+++ Dataset records
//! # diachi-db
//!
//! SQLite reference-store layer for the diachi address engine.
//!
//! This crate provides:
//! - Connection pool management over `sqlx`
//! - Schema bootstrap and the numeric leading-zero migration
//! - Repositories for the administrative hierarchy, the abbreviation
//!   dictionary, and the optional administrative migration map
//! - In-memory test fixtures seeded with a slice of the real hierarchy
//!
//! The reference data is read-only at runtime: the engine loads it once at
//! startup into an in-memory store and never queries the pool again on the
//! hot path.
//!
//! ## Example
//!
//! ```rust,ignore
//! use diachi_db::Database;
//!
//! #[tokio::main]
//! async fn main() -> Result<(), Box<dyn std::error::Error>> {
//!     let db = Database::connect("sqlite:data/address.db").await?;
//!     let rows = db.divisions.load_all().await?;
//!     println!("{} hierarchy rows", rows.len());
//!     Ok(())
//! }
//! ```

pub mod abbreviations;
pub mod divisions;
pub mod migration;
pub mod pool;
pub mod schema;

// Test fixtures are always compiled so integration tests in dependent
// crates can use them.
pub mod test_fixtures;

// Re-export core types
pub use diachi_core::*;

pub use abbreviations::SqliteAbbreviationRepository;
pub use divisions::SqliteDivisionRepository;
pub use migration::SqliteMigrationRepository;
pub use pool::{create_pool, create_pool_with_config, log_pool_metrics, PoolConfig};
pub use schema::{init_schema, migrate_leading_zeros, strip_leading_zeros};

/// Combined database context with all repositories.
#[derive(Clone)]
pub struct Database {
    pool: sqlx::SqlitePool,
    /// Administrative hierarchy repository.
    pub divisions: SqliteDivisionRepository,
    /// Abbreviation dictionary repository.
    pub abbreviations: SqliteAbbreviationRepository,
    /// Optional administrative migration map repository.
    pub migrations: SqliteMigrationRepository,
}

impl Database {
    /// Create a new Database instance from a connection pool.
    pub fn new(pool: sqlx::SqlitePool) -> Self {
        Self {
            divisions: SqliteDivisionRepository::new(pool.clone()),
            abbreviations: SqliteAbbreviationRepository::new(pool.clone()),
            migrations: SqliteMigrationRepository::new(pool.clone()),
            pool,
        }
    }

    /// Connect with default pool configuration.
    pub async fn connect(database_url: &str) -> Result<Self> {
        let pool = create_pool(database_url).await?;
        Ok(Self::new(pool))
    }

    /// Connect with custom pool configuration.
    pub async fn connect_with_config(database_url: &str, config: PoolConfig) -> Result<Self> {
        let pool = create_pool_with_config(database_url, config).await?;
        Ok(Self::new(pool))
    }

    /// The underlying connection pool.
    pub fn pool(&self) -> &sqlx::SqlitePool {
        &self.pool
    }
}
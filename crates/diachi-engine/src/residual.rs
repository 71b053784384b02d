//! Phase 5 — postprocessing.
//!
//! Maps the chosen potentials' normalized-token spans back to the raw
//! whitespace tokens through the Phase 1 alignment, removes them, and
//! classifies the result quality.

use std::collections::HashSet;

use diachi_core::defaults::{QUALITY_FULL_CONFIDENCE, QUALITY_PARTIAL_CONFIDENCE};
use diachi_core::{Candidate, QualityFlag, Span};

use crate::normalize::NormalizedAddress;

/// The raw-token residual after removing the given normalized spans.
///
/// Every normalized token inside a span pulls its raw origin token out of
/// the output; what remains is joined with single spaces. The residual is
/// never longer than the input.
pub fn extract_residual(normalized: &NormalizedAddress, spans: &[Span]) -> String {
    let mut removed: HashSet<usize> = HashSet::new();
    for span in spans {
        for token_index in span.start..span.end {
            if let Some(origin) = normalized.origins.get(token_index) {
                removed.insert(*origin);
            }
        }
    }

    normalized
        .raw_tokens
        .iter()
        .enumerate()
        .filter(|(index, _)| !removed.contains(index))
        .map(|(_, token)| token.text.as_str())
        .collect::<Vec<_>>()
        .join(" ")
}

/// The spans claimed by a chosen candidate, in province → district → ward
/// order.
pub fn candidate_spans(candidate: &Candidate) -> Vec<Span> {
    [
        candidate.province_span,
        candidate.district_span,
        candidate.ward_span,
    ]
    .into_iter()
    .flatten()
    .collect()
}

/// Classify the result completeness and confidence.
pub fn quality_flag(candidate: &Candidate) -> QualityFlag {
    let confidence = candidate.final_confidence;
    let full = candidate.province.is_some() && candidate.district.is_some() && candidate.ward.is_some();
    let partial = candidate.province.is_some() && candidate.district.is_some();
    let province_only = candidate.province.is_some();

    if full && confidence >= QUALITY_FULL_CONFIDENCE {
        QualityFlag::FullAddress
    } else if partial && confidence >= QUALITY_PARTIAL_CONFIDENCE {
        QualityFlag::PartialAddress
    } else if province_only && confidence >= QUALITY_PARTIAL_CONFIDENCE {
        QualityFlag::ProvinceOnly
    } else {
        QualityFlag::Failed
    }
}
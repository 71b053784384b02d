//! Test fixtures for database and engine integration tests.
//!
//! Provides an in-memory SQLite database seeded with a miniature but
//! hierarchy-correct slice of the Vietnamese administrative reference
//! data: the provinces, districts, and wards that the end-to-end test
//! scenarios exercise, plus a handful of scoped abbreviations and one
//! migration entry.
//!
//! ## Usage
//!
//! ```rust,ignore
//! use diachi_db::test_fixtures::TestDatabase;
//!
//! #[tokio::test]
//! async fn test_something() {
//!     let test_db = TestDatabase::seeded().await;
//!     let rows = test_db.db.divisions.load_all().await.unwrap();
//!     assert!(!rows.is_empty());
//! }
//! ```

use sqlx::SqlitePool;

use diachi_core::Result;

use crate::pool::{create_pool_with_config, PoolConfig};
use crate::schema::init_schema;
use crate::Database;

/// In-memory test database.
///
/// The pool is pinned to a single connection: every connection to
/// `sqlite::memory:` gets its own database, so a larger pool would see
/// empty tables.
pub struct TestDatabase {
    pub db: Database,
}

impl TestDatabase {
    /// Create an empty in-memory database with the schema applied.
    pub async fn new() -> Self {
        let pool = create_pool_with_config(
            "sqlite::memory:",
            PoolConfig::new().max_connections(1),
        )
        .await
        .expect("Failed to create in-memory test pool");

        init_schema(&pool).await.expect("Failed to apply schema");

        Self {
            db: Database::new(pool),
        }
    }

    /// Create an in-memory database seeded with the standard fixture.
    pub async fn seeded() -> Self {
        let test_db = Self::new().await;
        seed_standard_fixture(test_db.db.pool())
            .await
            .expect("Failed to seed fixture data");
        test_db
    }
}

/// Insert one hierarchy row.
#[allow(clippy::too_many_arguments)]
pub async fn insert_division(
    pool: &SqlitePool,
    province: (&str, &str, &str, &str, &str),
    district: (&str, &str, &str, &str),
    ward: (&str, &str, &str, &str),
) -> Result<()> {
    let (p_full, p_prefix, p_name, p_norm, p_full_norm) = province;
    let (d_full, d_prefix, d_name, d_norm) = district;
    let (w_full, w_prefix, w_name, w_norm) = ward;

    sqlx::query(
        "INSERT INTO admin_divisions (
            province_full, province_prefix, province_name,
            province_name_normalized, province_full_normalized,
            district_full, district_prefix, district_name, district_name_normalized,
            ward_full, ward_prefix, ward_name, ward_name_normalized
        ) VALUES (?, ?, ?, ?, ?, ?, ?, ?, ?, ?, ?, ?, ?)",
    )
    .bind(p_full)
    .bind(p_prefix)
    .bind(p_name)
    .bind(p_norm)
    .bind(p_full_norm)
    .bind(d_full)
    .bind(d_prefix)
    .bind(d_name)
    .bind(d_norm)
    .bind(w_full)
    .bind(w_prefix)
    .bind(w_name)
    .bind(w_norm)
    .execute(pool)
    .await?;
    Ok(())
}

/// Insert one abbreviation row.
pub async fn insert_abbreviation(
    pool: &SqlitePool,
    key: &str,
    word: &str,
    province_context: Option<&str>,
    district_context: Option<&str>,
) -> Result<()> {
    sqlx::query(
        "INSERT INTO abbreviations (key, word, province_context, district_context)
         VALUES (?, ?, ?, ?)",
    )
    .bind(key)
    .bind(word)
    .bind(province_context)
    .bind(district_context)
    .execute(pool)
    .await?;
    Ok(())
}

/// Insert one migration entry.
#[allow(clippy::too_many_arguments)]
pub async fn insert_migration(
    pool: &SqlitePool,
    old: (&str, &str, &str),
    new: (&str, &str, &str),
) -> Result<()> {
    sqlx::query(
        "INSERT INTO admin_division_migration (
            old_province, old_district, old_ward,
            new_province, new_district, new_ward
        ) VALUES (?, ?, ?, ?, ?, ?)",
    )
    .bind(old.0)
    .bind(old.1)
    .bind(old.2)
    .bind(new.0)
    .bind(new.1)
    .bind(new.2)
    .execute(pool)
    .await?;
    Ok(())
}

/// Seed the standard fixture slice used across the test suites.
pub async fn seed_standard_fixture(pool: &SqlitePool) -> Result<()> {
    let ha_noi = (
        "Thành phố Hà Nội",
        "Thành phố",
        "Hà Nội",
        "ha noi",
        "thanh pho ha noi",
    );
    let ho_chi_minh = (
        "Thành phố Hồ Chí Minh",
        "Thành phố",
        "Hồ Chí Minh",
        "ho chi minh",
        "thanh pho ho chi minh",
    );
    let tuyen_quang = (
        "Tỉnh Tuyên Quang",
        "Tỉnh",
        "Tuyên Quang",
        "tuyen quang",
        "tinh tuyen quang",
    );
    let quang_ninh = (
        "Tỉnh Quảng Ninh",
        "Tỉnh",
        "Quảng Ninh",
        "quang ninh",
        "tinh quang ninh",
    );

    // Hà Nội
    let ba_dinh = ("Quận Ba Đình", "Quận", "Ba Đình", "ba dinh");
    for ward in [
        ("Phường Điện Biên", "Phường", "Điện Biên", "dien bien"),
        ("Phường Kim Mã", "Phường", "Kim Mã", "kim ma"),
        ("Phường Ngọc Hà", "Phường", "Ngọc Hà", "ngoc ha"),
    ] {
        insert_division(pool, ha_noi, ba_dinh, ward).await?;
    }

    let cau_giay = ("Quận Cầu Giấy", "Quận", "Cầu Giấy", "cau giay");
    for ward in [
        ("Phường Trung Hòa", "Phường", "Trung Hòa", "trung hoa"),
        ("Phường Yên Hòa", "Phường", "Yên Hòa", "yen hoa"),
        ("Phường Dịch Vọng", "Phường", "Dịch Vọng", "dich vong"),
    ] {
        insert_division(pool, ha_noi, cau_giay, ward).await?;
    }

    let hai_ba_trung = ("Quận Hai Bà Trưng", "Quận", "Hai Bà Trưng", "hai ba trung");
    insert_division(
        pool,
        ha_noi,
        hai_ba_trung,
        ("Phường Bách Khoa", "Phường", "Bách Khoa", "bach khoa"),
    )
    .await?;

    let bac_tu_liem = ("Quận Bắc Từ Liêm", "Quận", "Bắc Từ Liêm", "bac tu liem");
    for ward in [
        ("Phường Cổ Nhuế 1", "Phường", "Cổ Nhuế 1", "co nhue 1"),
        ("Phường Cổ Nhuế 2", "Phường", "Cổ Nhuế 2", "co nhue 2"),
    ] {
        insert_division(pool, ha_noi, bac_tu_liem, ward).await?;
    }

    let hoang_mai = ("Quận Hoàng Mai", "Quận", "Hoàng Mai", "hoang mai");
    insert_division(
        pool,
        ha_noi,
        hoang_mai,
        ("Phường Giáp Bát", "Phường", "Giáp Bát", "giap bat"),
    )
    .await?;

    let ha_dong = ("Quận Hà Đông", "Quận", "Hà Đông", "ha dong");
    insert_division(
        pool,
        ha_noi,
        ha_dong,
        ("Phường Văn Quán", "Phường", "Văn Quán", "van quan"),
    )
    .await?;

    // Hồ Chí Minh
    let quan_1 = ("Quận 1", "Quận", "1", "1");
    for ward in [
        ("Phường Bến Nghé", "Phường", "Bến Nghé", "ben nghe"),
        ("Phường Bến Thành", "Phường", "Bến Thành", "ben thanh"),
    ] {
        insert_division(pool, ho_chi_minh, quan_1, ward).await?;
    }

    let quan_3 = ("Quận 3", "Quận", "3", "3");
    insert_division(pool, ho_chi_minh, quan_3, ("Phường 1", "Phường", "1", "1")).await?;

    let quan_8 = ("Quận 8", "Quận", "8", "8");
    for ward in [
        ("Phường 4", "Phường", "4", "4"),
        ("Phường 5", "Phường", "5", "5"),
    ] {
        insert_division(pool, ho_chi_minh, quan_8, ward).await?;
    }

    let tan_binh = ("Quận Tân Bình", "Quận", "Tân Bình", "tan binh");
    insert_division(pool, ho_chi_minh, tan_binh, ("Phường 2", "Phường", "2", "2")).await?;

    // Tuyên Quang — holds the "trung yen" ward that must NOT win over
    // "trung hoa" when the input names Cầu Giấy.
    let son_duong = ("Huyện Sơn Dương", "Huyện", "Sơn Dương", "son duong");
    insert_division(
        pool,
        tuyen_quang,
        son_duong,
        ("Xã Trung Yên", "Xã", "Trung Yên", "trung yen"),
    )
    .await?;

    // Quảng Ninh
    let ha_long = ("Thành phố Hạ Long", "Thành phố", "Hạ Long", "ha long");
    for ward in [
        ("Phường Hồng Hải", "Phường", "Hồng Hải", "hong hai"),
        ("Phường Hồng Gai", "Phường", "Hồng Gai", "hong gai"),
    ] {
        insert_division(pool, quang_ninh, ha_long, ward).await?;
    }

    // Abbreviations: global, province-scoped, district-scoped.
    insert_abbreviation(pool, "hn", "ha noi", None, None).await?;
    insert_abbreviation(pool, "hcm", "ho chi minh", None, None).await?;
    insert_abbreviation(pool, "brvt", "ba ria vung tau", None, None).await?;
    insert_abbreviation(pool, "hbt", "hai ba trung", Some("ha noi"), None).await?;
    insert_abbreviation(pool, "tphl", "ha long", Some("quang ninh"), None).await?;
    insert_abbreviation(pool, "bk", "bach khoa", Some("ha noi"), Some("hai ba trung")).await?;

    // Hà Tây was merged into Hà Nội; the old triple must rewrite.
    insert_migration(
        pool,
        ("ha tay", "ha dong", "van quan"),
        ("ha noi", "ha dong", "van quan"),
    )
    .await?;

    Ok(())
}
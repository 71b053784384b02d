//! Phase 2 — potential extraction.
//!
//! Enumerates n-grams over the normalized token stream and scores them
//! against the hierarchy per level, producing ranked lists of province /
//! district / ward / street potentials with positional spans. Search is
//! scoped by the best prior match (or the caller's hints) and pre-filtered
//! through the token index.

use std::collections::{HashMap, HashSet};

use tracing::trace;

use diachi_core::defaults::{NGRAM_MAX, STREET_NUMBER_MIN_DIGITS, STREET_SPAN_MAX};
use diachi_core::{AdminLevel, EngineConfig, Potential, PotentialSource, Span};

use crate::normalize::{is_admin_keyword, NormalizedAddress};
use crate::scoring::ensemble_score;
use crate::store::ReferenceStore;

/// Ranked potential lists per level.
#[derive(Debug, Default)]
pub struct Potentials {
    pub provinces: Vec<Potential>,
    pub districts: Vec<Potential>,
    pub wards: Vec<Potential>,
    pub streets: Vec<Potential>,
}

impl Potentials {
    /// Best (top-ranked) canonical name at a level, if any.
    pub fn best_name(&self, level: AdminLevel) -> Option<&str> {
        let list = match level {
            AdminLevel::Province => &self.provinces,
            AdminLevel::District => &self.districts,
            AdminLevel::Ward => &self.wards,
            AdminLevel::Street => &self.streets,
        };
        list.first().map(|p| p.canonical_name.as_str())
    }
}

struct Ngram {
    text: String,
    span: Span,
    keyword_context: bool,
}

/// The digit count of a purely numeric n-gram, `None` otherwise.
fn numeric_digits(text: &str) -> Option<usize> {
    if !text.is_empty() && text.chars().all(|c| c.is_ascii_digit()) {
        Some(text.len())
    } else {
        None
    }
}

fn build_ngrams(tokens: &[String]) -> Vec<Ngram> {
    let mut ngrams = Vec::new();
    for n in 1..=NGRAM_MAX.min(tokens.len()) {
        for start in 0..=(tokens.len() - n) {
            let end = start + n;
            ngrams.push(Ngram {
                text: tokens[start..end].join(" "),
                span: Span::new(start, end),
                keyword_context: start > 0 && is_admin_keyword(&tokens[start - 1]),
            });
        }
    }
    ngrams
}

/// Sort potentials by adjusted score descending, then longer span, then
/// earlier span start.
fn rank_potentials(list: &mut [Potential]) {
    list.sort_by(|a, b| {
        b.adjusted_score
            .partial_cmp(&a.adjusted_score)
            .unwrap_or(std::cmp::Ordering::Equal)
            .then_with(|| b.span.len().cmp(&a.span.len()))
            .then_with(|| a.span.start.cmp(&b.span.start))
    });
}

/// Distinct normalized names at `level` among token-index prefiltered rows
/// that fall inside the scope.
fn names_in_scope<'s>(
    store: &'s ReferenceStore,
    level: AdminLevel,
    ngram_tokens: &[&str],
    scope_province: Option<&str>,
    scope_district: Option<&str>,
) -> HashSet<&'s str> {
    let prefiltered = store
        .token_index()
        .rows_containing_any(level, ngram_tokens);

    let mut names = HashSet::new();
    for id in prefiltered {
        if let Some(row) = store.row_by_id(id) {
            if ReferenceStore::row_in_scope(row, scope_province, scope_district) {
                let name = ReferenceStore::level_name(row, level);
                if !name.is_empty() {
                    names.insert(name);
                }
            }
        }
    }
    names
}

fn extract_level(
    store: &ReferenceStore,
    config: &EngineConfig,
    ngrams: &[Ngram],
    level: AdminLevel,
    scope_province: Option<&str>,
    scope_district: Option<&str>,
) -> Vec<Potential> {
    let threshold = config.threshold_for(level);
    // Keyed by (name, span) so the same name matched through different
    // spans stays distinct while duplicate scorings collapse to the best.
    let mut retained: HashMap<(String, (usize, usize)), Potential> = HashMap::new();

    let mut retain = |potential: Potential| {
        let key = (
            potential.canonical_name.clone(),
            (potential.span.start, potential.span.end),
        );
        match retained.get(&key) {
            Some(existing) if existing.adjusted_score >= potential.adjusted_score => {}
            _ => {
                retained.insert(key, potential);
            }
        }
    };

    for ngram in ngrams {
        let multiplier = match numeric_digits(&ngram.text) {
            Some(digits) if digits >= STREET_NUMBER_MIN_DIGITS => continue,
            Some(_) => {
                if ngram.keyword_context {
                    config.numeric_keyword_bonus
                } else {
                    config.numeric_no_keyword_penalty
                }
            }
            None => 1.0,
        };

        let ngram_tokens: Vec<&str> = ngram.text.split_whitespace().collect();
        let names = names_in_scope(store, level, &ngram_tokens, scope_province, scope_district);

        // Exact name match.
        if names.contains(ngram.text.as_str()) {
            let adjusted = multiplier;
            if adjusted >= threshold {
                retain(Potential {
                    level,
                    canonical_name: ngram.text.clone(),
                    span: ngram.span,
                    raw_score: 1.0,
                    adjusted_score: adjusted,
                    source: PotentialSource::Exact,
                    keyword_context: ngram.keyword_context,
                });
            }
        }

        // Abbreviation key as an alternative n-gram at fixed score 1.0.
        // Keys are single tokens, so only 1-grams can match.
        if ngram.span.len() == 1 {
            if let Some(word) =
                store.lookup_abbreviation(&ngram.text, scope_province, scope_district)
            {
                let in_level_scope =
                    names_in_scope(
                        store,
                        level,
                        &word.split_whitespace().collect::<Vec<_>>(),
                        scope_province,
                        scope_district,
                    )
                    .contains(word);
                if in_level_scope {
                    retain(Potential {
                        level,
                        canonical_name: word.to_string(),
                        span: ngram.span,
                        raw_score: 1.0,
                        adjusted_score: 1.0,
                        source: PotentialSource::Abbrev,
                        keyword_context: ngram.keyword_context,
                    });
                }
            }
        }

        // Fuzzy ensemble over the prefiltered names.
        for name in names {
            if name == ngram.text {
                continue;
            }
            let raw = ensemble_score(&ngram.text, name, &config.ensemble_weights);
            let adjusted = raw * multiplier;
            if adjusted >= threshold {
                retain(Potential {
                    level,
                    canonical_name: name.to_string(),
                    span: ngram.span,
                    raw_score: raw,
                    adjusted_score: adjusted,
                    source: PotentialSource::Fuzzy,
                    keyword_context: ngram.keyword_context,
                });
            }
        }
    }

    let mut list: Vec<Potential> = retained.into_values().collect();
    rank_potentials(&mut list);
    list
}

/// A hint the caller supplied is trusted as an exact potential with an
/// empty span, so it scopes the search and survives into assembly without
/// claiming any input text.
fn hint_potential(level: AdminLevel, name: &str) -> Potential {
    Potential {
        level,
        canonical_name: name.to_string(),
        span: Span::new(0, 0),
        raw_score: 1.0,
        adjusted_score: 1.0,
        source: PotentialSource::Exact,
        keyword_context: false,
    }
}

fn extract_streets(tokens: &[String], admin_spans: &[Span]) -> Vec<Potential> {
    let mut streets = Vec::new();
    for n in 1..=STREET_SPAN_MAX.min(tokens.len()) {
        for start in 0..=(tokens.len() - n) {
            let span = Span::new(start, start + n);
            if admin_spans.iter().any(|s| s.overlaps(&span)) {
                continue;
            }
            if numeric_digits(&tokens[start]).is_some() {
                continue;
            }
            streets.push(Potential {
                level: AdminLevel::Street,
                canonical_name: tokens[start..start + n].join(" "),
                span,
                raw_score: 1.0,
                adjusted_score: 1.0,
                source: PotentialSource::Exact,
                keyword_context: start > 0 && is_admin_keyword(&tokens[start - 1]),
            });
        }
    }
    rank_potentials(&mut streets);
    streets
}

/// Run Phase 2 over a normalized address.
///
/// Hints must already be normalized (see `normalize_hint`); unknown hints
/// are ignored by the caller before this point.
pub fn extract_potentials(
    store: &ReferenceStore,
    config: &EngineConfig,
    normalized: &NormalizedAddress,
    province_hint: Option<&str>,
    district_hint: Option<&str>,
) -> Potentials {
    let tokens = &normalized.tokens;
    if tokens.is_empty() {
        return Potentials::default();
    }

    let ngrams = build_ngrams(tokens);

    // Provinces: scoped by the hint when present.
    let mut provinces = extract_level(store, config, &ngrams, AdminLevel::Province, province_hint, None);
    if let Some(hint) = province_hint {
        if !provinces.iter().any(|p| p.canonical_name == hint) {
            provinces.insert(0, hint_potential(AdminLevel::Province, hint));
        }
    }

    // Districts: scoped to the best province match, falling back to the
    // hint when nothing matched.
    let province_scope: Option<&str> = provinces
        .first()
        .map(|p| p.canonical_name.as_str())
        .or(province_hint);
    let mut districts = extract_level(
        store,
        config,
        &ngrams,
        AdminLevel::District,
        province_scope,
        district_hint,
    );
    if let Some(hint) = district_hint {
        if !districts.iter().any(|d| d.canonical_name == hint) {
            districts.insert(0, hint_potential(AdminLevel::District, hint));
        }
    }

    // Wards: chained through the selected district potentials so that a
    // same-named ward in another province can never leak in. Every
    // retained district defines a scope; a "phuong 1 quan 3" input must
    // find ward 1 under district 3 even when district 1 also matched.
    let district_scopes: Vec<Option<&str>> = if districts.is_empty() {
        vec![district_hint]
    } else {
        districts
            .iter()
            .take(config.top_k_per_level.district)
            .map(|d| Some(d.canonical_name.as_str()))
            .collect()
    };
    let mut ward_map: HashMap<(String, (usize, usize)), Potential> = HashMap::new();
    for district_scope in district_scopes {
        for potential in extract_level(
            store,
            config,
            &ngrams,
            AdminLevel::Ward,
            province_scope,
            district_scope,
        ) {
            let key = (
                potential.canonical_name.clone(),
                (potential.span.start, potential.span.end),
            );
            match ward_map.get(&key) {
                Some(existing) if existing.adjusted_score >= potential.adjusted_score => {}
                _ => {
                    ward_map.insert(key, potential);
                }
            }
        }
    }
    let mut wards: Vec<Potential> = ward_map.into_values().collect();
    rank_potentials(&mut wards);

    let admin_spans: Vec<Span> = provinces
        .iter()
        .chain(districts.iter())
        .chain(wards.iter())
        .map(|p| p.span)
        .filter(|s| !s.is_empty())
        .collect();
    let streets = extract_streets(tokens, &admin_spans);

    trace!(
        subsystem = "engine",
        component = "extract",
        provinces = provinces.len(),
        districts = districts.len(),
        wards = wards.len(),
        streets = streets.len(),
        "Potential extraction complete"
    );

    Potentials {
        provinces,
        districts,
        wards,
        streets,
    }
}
++++++
All that is wanted is the run of lines from the start of the data through the line containing "hierarchy, the abbreviation", copied word for word.

▶ Answer box:
//! # diachi-db
//!
//! SQLite reference-store layer for the diachi address engine.
//!
//! This crate provides:
//! - Connection pool management over `sqlx`
//! - Schema bootstrap and the numeric leading-zero migration
//! - Repositories for the administrative hierarchy, the abbreviation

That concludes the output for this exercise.